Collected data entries
- - - -

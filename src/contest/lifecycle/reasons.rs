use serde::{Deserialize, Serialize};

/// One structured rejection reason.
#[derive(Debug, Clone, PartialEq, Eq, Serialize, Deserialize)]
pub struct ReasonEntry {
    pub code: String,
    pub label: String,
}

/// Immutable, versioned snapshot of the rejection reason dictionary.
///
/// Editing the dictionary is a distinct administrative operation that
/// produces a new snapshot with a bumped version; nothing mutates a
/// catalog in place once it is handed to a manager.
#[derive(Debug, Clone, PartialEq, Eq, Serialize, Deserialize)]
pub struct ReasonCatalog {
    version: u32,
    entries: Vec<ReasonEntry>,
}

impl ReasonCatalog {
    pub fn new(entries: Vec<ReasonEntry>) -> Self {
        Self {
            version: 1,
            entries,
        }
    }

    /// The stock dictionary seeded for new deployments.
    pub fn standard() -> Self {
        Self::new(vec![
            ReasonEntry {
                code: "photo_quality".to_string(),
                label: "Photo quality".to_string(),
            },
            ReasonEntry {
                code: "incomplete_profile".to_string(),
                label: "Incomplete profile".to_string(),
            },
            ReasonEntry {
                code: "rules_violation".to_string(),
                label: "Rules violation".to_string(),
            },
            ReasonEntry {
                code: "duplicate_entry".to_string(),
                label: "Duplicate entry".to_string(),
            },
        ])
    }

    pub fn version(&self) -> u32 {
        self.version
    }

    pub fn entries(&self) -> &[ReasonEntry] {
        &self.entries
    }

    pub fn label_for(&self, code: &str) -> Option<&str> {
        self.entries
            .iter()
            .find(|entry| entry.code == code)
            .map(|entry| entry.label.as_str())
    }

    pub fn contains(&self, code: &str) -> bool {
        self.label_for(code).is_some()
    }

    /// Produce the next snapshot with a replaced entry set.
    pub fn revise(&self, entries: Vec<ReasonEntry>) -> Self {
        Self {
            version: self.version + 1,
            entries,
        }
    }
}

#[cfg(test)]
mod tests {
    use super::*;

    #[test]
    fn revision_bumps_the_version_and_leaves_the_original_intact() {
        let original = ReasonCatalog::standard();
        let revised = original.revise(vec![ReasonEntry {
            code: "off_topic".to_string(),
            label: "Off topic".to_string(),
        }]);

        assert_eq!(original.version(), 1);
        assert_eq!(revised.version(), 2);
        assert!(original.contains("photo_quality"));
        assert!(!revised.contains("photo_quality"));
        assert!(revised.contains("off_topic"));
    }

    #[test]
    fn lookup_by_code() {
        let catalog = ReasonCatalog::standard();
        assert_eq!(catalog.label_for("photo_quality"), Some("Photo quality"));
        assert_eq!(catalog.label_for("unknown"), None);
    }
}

- - - -

Each line of the data that holds the word "ReasonCatalog" should be copied.

### RESPONSE TO THIS TASK
pub struct ReasonCatalog {
impl ReasonCatalog {
        let original = ReasonCatalog::standard();
        let catalog = ReasonCatalog::standard();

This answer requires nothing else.